Melvoin fatally overdosed on a lethal combination of alcohol and an exceptionally pure form of heroin, known as "Red Rum", in his Manhattan hotel room. Chamberlin, who was at the scene, was charged with illegal possession of a controlled substance (a syringe with traces of heroin on it were found in the room), and booked into a special clinic.
The incident followed the death two months earlier of a 17-year-old fan at their otherwise euphoric Dublin concert. It was a terrible time for the group, and Billy Corgan sat back to consider the Pumpkins' plight. Initially, he saw no other option but to await Chamberlin's recovery, and then go straight out on the road. But then it dawned on him that there was another option, far harder to take, perhaps, but ultimately more beneficial for his precious group. He phoned the Pumpkins' manager with these instructions: "sack Chamberlin".

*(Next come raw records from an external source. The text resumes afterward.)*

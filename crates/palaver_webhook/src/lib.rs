//! Intent routing and the protocol adapters that drive one webhook turn:
//! verify, construct the conversation, dispatch, finalize, serialize.

mod app;
pub mod assistant;
pub mod error;
pub mod nlu;
pub mod router;
pub mod service;
pub mod verify;

pub use assistant::AssistantApp;
pub use error::Error;
pub use nlu::NluApp;
pub use router::{Handlers, TurnArgs};
pub use verify::{IdentityVerifier, Verification};

/// The transport-facing result of one routed turn: an HTTP status plus the
/// serialized wire body. Successfully routed turns are always 200; only the
/// verification short-circuit uses another status.
#[derive(Debug, Clone, PartialEq)]
pub struct TurnReply {
    pub status: u16,

    pub body: serde_json::Value,
}

impl TurnReply {
    fn ok(body: serde_json::Value) -> Self {
        Self { status: 200, body }
    }

    fn rejected(verification: &verify::Verification) -> Self {
        Self {
            status: verification.status,
            body: serde_json::json!({ "error": verification.error }),
        }
    }
}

"The subject [of drugs] gets so romanticised in rock'n'roll - that 'elegantly wasted' thing," James Iha told Mojo. "But it's totally a disastrous, selfish thing to do. We just couldn't go on that way, trying to get around it. Basically, Jimmy overdosed every time we went on tour. What were we meant to do, lock him in his room every night?"
On 27th August, the tour restarted in Las Vegas, with replacement sticksman Matt Walker (ex-Filter) and keyboardist Dennis Fleming (the Frogs). In September, they returned to New York to play the rescheduled Madison Square Garden dates. This time, the rhythms behing the Pumpkins' incendiary guitar white-outs weren't quite so confident, the understanding between the musicians not so intuitive. But at least the Pumpkins were back where they should have been - at the top.
CONSOLIDATED
18 months later, the Smashing Pumpkins have consolidated their post-Chamberlin line-up, and, of course, have released their new album. After a fresh mini-album, "Zero", including a medley of excerpts from some new Corgan compositions, and their contribution to the Batman & Robin soundtrack, the chilling "The End Is The Beginning Is The End", the future looks bright. In October 1997 news broke that Billy had formed a Gary Numan tribute band, the Replicants, though the sam month the group were successfully sued over the death of Melvoin.